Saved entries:
########
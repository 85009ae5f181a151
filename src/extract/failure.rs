//! Runtime failures

use serde_json::Value;

use super::Extraction;
use crate::telemetry::SpanKind;
use crate::utils::json::opt_text_of;

pub const FAILURE_SPAN_NAME: &str = "Failure";

/// Readable failure text from whichever of code and reason are present
pub fn failure_message(payload: &Value) -> Option<String> {
    let code = opt_text_of(payload.get("failureCode")).filter(|s| !s.is_empty());
    let reason = opt_text_of(payload.get("failureReason")).filter(|s| !s.is_empty());

    let lines: Vec<String> = [
        code.map(|c| format!("Failure Code: {}", c)),
        reason.map(|r| format!("Failure Reason: {}", r)),
    ]
    .into_iter()
    .flatten()
    .collect();

    (!lines.is_empty()).then(|| lines.join("\n"))
}

pub(super) fn extract(payload: &Value) -> Extraction {
    let mut extraction = Extraction::new(SpanKind::Chain, FAILURE_SPAN_NAME);
    if let Some(message) = failure_message(payload) {
        extraction.set_output_value(&message);
    }
    extraction
}
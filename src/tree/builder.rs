//! Stack-based tree construction
//!
//! Open containers are kept on an explicit stack rather than the call stack,
//! so a stream that stops mid-delegation still yields a complete tree: every
//! container left open is closed by [`TraceTreeBuilder::finish`] and marked
//! truncated.

use serde_json::Value;

use super::{ChunkSpan, Container, NodeType, TraceNode, TraceTree};
use crate::extract::collaborator_name;
use crate::fragment::{ChunkType, ClassifiedFragment, Envelope, EventType};
use crate::TraceError;

/// Invocation inputs that start a tool or retriever leaf
const TOOL_INPUT_KEYS: [&str; 3] = [
    "actionGroupInvocationInput",
    "codeInterpreterInvocationInput",
    "knowledgeBaseLookupInput",
];

/// Observations that complete a tool or retriever leaf
const TOOL_OUTPUT_KEYS: [&str; 3] = [
    "actionGroupInvocationOutput",
    "codeInterpreterInvocationOutput",
    "knowledgeBaseLookupOutput",
];

/// Where a fragment goes in the tree
#[derive(Debug, Clone, Copy, PartialEq, Eq)]
enum Placement {
    OpenCollaborator,
    CloseCollaborator,
    Guardrail,
    Failure,
    ModelInput,
    ModelOutput,
    ToolInput,
    ToolOutput,
    /// Rationale, final response, reprompt: data about the step itself
    ///
    /// These sit on the step container, so an `output.value` they carry
    /// becomes the step's own output and the step does not take one bubbled
    /// up from its children.
    StepOwn,
    UnknownChunk,
    UnknownEvent,
}

fn has_any(payload: &Value, keys: &[&str]) -> bool {
    keys.iter().any(|key| payload.get(key).is_some())
}

impl Placement {
    fn of(fragment: &ClassifiedFragment) -> Self {
        match (fragment.event, fragment.chunk) {
            (EventType::Unknown, _) => Placement::UnknownEvent,
            (EventType::Failure, _) => Placement::Failure,
            (EventType::Guardrail, _) => Placement::Guardrail,
            (_, ChunkType::AgentCollaboratorInvocationInput) => Placement::OpenCollaborator,
            (_, ChunkType::AgentCollaboratorInvocationOutput) => Placement::CloseCollaborator,
            (_, ChunkType::ModelInvocationInput) => Placement::ModelInput,
            (_, ChunkType::ModelInvocationOutput) => Placement::ModelOutput,
            (_, ChunkType::InvocationInput) if has_any(&fragment.payload, &TOOL_INPUT_KEYS) => {
                Placement::ToolInput
            }
            (_, ChunkType::Observation) if has_any(&fragment.payload, &TOOL_OUTPUT_KEYS) => {
                Placement::ToolOutput
            }
            (_, ChunkType::InvocationInput | ChunkType::Observation | ChunkType::Rationale) => {
                Placement::StepOwn
            }
            (_, ChunkType::Unknown | ChunkType::EventBody) => Placement::UnknownChunk,
        }
    }
}

#[derive(Debug, Clone, Copy, PartialEq, Eq)]
enum LeafKind {
    Llm,
    Tool,
}

/// The last leaf of a frame, while it can still take fragments
#[derive(Debug, Clone, Copy)]
struct OpenLeaf {
    kind: LeafKind,
    awaiting_output: bool,
}

fn correlation_compatible(a: Option<&str>, b: Option<&str>) -> bool {
    match (a, b) {
        (Some(a), Some(b)) => a == b,
        _ => true,
    }
}

/// An open container on the builder stack
#[derive(Debug)]
struct Frame {
    container: Container,
    /// Event a step frame was opened for
    event: Option<EventType>,
    open_leaf: Option<OpenLeaf>,
    /// A delegation frame received its closing fragment
    closed: bool,
}

impl Frame {
    fn new(container: Container, event: Option<EventType>) -> Self {
        Self {
            container,
            event,
            open_leaf: None,
            closed: false,
        }
    }

    fn is_step(&self) -> bool {
        matches!(
            self.container.node_type,
            NodeType::PlainStep | NodeType::RoutingClassifier
        )
    }

    fn is_collaborator(&self) -> bool {
        self.container.node_type == NodeType::AgentCollaborator
    }

    fn push_child(&mut self, node: TraceNode) {
        self.container.children.push(node);
        self.open_leaf = None;
    }

    fn push_leaf(&mut self, fragment: ClassifiedFragment, open: Option<OpenLeaf>) {
        self.push_child(TraceNode::Leaf(ChunkSpan::new(fragment)));
        self.open_leaf = open;
    }

    /// Append to the open leaf of `kind` if it is waiting for its output.
    ///
    /// Hands the fragment back when no leaf accepts it.
    fn complete_open_leaf(
        &mut self,
        kind: LeafKind,
        fragment: ClassifiedFragment,
    ) -> Option<ClassifiedFragment> {
        let accepts = matches!(self.open_leaf, Some(open) if open.kind == kind && open.awaiting_output);
        if accepts {
            if let Some(TraceNode::Leaf(chunk)) = self.container.children.last_mut() {
                if correlation_compatible(chunk.correlation_id(), fragment.correlation_id.as_deref())
                {
                    chunk.fragments.push(fragment);
                    self.open_leaf = Some(OpenLeaf {
                        kind,
                        awaiting_output: false,
                    });
                    return None;
                }
            }
        }
        Some(fragment)
    }
}

/// Incremental tree builder over an ordered fragment stream
#[derive(Debug)]
pub struct TraceTreeBuilder {
    root: Frame,
    stack: Vec<Frame>,
    envelope: Option<Envelope>,
    diagnostics: Vec<TraceError>,
    next_id: usize,
}

impl Default for TraceTreeBuilder {
    fn default() -> Self {
        Self::new()
    }
}

impl TraceTreeBuilder {
    pub fn new() -> Self {
        Self {
            root: Frame::new(Container::new(NodeType::Root, "node-0", None, None), None),
            stack: Vec::new(),
            envelope: None,
            diagnostics: Vec::new(),
            next_id: 1,
        }
    }

    fn next_node_id(&mut self) -> String {
        let id = format!("node-{}", self.next_id);
        self.next_id += 1;
        id
    }

    fn top(&mut self) -> &mut Frame {
        self.stack.last_mut().unwrap_or(&mut self.root)
    }

    fn open_collaborators(&self) -> usize {
        self.stack.iter().filter(|f| f.is_collaborator()).count()
    }

    /// Close the top frame and attach it to its parent. The root never closes.
    fn pop_frame(&mut self) {
        let Some(mut frame) = self.stack.pop() else {
            return;
        };
        if frame.is_collaborator() && !frame.closed {
            tracing::warn!(
                "Closing delegation to {} without its output",
                frame.container.label.as_deref().unwrap_or("unnamed collaborator")
            );
            frame.container.truncated = true;
        }
        self.top().push_child(TraceNode::Container(frame.container));
    }

    fn close_steps(&mut self) {
        while self.stack.last().is_some_and(Frame::is_step) {
            self.pop_frame();
        }
    }

    /// Make the step for `event` / `step_key` the top frame, reusing it when open
    fn enter_step(&mut self, event: EventType, step_key: Option<&str>) {
        if let Some(top) = self.stack.last() {
            if top.is_step()
                && top.event == Some(event)
                && top.container.step_key.as_deref() == step_key
            {
                return;
            }
        }
        self.close_steps();

        let node_type = if event == EventType::RoutingClassifier {
            NodeType::RoutingClassifier
        } else {
            NodeType::PlainStep
        };
        let container = Container::new(
            node_type,
            self.next_node_id(),
            Some(event.key().to_string()),
            step_key.map(str::to_string),
        );
        self.stack.push(Frame::new(container, Some(event)));
    }

    fn push_collaborator(&mut self, name: Option<String>, step_key: Option<String>) -> &mut Frame {
        let container = Container::new(
            NodeType::AgentCollaborator,
            self.next_node_id(),
            name,
            step_key,
        );
        self.stack.push(Frame::new(container, None));
        self.top()
    }

    /// Align open delegations with the fragment's caller chain depth.
    ///
    /// Deeper delegations left open are closed as truncated. Missing ones are
    /// opened implicitly when `allow_open` is set, named after the envelope's
    /// collaborator for the innermost level.
    fn sync_depth(&mut self, target: usize, collaborator: Option<&str>, allow_open: bool) {
        while self.open_collaborators() > target {
            while self.stack.last().is_some_and(|f| !f.is_collaborator()) {
                self.pop_frame();
            }
            self.pop_frame();
        }

        if !allow_open {
            return;
        }
        while self.open_collaborators() < target {
            let innermost = self.open_collaborators() + 1 == target;
            let name = collaborator.filter(|_| innermost).map(str::to_string);
            tracing::debug!(
                "Opening implicit delegation at depth {} for {:?}",
                self.open_collaborators() + 1,
                name
            );
            self.push_collaborator(name, None);
        }
    }

    /// Place one classified fragment
    pub fn push(&mut self, fragment: ClassifiedFragment) {
        let placement = Placement::of(&fragment);

        if self.envelope.is_none()
            && fragment.collaborator_depth() == 0
            && fragment.envelope != Envelope::default()
        {
            self.envelope = Some(fragment.envelope.clone());
        }

        if !fragment.envelope.caller_chain.is_empty() {
            let depth = fragment.collaborator_depth();
            let closing = placement == Placement::CloseCollaborator;
            let target = if closing { depth + 1 } else { depth };
            let collaborator = fragment.envelope.collaborator_name.clone();
            self.sync_depth(target, collaborator.as_deref(), !closing);
        }

        let event = fragment.event;
        let step_key = fragment.step_key().map(str::to_string);

        match placement {
            Placement::UnknownEvent | Placement::Failure => {
                self.top().push_leaf(fragment, None);
            }
            Placement::UnknownChunk => {
                self.enter_step(event, step_key.as_deref());
                self.top().push_leaf(fragment, None);
            }
            Placement::Guardrail => self.place_guardrail(fragment, step_key),
            Placement::OpenCollaborator => {
                self.enter_step(event, step_key.as_deref());
                let name = collaborator_name(&fragment.payload).map(str::to_string);
                self.push_collaborator(name, step_key)
                    .container
                    .fragments
                    .push(fragment);
            }
            Placement::CloseCollaborator => self.close_collaborator(fragment),
            Placement::ModelInput => {
                self.enter_step(event, step_key.as_deref());
                self.top().push_leaf(
                    fragment,
                    Some(OpenLeaf {
                        kind: LeafKind::Llm,
                        awaiting_output: true,
                    }),
                );
            }
            Placement::ToolInput => {
                self.enter_step(event, step_key.as_deref());
                self.top().push_leaf(
                    fragment,
                    Some(OpenLeaf {
                        kind: LeafKind::Tool,
                        awaiting_output: true,
                    }),
                );
            }
            Placement::ModelOutput | Placement::ToolOutput => {
                let kind = if placement == Placement::ModelOutput {
                    LeafKind::Llm
                } else {
                    LeafKind::Tool
                };
                self.enter_step(event, step_key.as_deref());
                let top = self.top();
                if let Some(fragment) = top.complete_open_leaf(kind, fragment) {
                    top.push_leaf(
                        fragment,
                        Some(OpenLeaf {
                            kind,
                            awaiting_output: false,
                        }),
                    );
                }
            }
            Placement::StepOwn => {
                self.enter_step(event, step_key.as_deref());
                self.top().container.fragments.push(fragment);
            }
        }
    }

    /// Guardrails sit at agent level, merging into the previous guardrail
    /// node when it evaluated the same step.
    fn place_guardrail(&mut self, fragment: ClassifiedFragment, step_key: Option<String>) {
        self.close_steps();

        let top = self.top();
        if let Some(TraceNode::Container(last)) = top.container.children.last_mut() {
            if last.node_type == NodeType::Guardrail && last.step_key == step_key {
                last.fragments.push(fragment);
                return;
            }
        }

        let mut container = Container::new(NodeType::Guardrail, self.next_node_id(), None, step_key);
        container.fragments.push(fragment);
        self.top().push_child(TraceNode::Container(container));
    }

    fn close_collaborator(&mut self, fragment: ClassifiedFragment) {
        let name = collaborator_name(&fragment.payload);
        let index = self.stack.iter().rposition(|frame| {
            frame.is_collaborator()
                && match (name, frame.container.label.as_deref()) {
                    (Some(name), Some(label)) => name == label,
                    _ => true,
                }
        });

        let Some(index) = index else {
            let message = format!(
                "output of {} with no open delegation",
                name.unwrap_or("an unnamed collaborator")
            );
            tracing::warn!("Skipping fragment: {}", message);
            self.diagnostics.push(TraceError::unmatched_close(message));
            return;
        };

        while self.stack.len() > index + 1 {
            self.pop_frame();
        }
        if let Some(frame) = self.stack.last_mut() {
            frame.container.fragments.push(fragment);
            frame.closed = true;
        }
        self.pop_frame();
    }

    /// Close every open container and return the tree
    pub fn finish(mut self) -> TraceTree {
        while !self.stack.is_empty() {
            self.pop_frame();
        }
        TraceTree {
            root: TraceNode::Container(self.root.container),
            envelope: self.envelope,
            diagnostics: self.diagnostics,
        }
    }
}

/// Build a tree from one run's classified fragments, in arrival order
pub fn build<I>(fragments: I) -> TraceTree
where
    I: IntoIterator<Item = ClassifiedFragment>,
{
    let mut builder = TraceTreeBuilder::new();
    for fragment in fragments {
        builder.push(fragment);
    }
    builder.finish()
}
########
== Task to carry out ==
Whenever the string "SpanKind" shows up in a line of the records, copy that line.

== Reply to the exercise ==
use crate::telemetry::SpanKind;
    let mut extraction = Extraction::new(SpanKind::Chain, FAILURE_SPAN_NAME);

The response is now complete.